Well unfortunately I don't know much more than that as I'm not union. I was working with a newly minted JM who was going to join 424 before he got hired by the company I work for. They wanted to send him to a camp job working on a pipeline in northern BC. I considered joining when I moved here but they only seem to have steady work in the oil patch and I don't want to be up north forever. For someone who is already union though it seems like a cool thing to do for a while plus the rate is very high from what I have heard.

A few years ago I remember regularly seeing travel calls in Local 353's job list. These were Shell(Scotford refinery) and Syncrude jobs.


----------



## Rollie73 (Sep 19, 2010)

Vintage Sounds said:


> Well unfortunately I don't know much more than that as I'm not union. I was working with a newly minted JM who was going to join 424 before he got hired by the company I work for. They wanted to send him to a camp job working on a pipeline in northern BC. I considered joining when I moved here but they only seem to have steady work in the oil patch and I don't want to be up north forever. For someone who is already union though it seems like a cool thing to do for a while plus the rate is very high from what I have heard.
> 
> A few years ago I remember regularly seeing travel calls in Local 353's job list. These were Shell(Scotford refinery) and Syncrude jobs.

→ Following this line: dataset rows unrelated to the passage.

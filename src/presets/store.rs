//! Preset store
//!
//! This module contains the store that owns one preset file: it loads the
//! file, edits the presets in memory and writes the whole document back.

use std::fs;
use std::path::{Path, PathBuf};

use log::{debug, info};

use crate::constants::PRESET_FILE_NAME;
use crate::errors::{Result, persistence_error};
use crate::utils::config_dir;

use super::model::{Preset, PresetDocument};

/// Presets held in memory together with the file they belong to
///
/// Edits mark the store dirty until the next successful `save` or `reload`,
/// so callers can tell when memory and disk disagree.
#[derive(Debug, Clone)]
pub struct PresetStore {
    path: PathBuf,
    document: PresetDocument,
    dirty: bool,
}

impl PresetStore {
    /// Default location of the preset file in the per-user config directory
    pub fn default_path() -> Result<PathBuf> {
        Ok(config_dir()?.join(PRESET_FILE_NAME))
    }

    /// Loads the preset file at `path`
    ///
    /// A missing file is not an error: the store starts with an empty document.
    ///
    /// # Errors
    /// Returns a persistence error if the file exists but cannot be read or parsed.
    pub fn load(path: impl AsRef<Path>) -> Result<Self> {
        let path = path.as_ref().to_path_buf();
        let document = read_document(&path)?;
        Ok(PresetStore {
            path,
            document,
            dirty: false,
        })
    }

    /// Reads the file again, discarding unsaved edits
    ///
    /// # Errors
    /// Returns a persistence error if the file cannot be read or parsed; the
    /// in-memory presets are left as they were.
    pub fn reload(&mut self) -> Result<()> {
        self.document = read_document(&self.path)?;
        self.dirty = false;
        Ok(())
    }

    /// Writes the whole document, creating missing parent directories
    ///
    /// # Errors
    /// Returns a persistence error naming the path if the directory or the
    /// file cannot be written. The in-memory presets are kept and the store
    /// stays dirty.
    pub fn save(&mut self) -> Result<()> {
        if let Some(parent) = self.path.parent()
            && !parent.as_os_str().is_empty()
            && !parent.exists()
        {
            fs::create_dir_all(parent)
                .map_err(|e| persistence_error(e, parent.to_path_buf(), "create directory"))?;
        }

        let yaml = serde_yaml::to_string(&self.document)
            .map_err(|e| persistence_error(e, self.path.clone(), "serialize presets for"))?;
        fs::write(&self.path, yaml).map_err(|e| persistence_error(e, self.path.clone(), "write"))?;

        self.dirty = false;
        debug!(
            "Saved {} preset(s) to {}",
            self.document.presets().len(),
            self.path.display()
        );
        Ok(())
    }

    pub fn path(&self) -> &Path {
        &self.path
    }

    pub fn document(&self) -> &PresetDocument {
        &self.document
    }

    /// Whether in-memory edits have not reached the file yet
    pub fn is_dirty(&self) -> bool {
        self.dirty
    }

    pub fn presets(&self) -> &[Preset] {
        self.document.presets()
    }

    pub fn preset_names(&self) -> Vec<String> {
        self.presets().iter().map(|preset| preset.name.clone()).collect()
    }

    pub fn get(&self, name: &str) -> Option<&Preset> {
        self.presets().iter().find(|preset| preset.name == name)
    }

    pub fn is_duplicate_name(&self, name: &str) -> bool {
        self.get(name).is_some()
    }

    /// Appends a preset
    ///
    /// Duplicate names are not rejected here; check `is_duplicate_name` first
    /// and use `overwrite` for an existing name.
    pub fn add(&mut self, name: &str, find: &str, replace: &str) {
        self.document
            .presets_mut()
            .push(Preset::new(name, find, replace));
        self.dirty = true;
    }

    /// Replaces the find and replace text of the preset called `name`
    ///
    /// Returns false when there is no such preset.
    pub fn overwrite(&mut self, name: &str, find: &str, replace: &str) -> bool {
        match self
            .document
            .presets_mut()
            .iter_mut()
            .find(|preset| preset.name == name)
        {
            Some(preset) => {
                preset.find = find.to_string();
                preset.replace = replace.to_string();
                self.dirty = true;
                true
            }
            None => false,
        }
    }

    /// Removes the given record; returns false if it was not held
    pub fn delete(&mut self, preset: &Preset) -> bool {
        let presets = self.document.presets_mut();
        match presets.iter().position(|existing| existing == preset) {
            Some(index) => {
                presets.remove(index);
                self.dirty = true;
                info!("{} preset deleted from {}", preset.name, self.path.display());
                true
            }
            None => false,
        }
    }

    /// Orders presets by name, case-sensitively
    pub fn sort_by_name(&mut self) {
        self.document
            .presets_mut()
            .sort_by(|a, b| a.name.cmp(&b.name));
        self.dirty = true;
    }
}

fn read_document(path: &Path) -> Result<PresetDocument> {
    if !path.exists() {
        debug!("No preset file at {}, starting empty", path.display());
        return Ok(PresetDocument::default());
    }

    let content = fs::read_to_string(path)
        .map_err(|e| persistence_error(e, path.to_path_buf(), "read"))?;
    serde_yaml::from_str(&content).map_err(|e| persistence_error(e, path.to_path_buf(), "parse"))
}

#[cfg(test)]
mod tests {
    use super::*;
    use tempfile::tempdir;

    #[test]
    fn test_missing_file_starts_empty() {
        let dir = tempdir().unwrap();
        let store = PresetStore::load(dir.path().join("absent.yaml")).unwrap();

        assert!(store.presets().is_empty());
        assert!(!store.is_dirty());
    }

    #[test]
    fn test_directory_at_preset_path_is_an_error() {
        let dir = tempdir().unwrap();
        let path = dir.path().join("presets.yaml");
        fs::create_dir(&path).unwrap();

        let err = PresetStore::load(&path).unwrap_err();

        assert!(err.to_string().contains("Failed to read"));
        assert!(err.to_string().contains(&path.display().to_string()));
    }

    #[test]
    fn test_overwrite_unknown_name() {
        let dir = tempdir().unwrap();
        let mut store = PresetStore::load(dir.path().join("p.yaml")).unwrap();

        assert!(!store.overwrite("nope", "a", "b"));
        assert!(!store.is_dirty());
    }

    #[test]
    fn test_sort_is_case_sensitive() {
        let dir = tempdir().unwrap();
        let mut store = PresetStore::load(dir.path().join("p.yaml")).unwrap();
        store.add("beta", "", "");
        store.add("Alpha", "", "");
        store.add("alpha", "", "");

        store.sort_by_name();

        assert_eq!(store.preset_names(), vec!["Alpha", "alpha", "beta"]);
    }

    #[test]
    fn test_edits_mark_dirty_until_saved() {
        let dir = tempdir().unwrap();
        let mut store = PresetStore::load(dir.path().join("nested/p.yaml")).unwrap();

        store.add("X", "a", "b");
        assert!(store.is_dirty());

        store.save().unwrap();
        assert!(!store.is_dirty());
        assert!(dir.path().join("nested/p.yaml").is_file());
    }
}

I've done Syncrude and would rather avoid that one:laughing: the job in northern BC is supposed to be pretty good and I've been mulling that one over. Its a toss up between BC and NFLD's Long Harbour job. Nfld is much closer to me and the last time I was there I was treated pretty damn good.....but their rate is only $34.00/hr although their benefits are excellent.

This may be a moot point anyway because we may pick up a job or two come the end of this month.


----------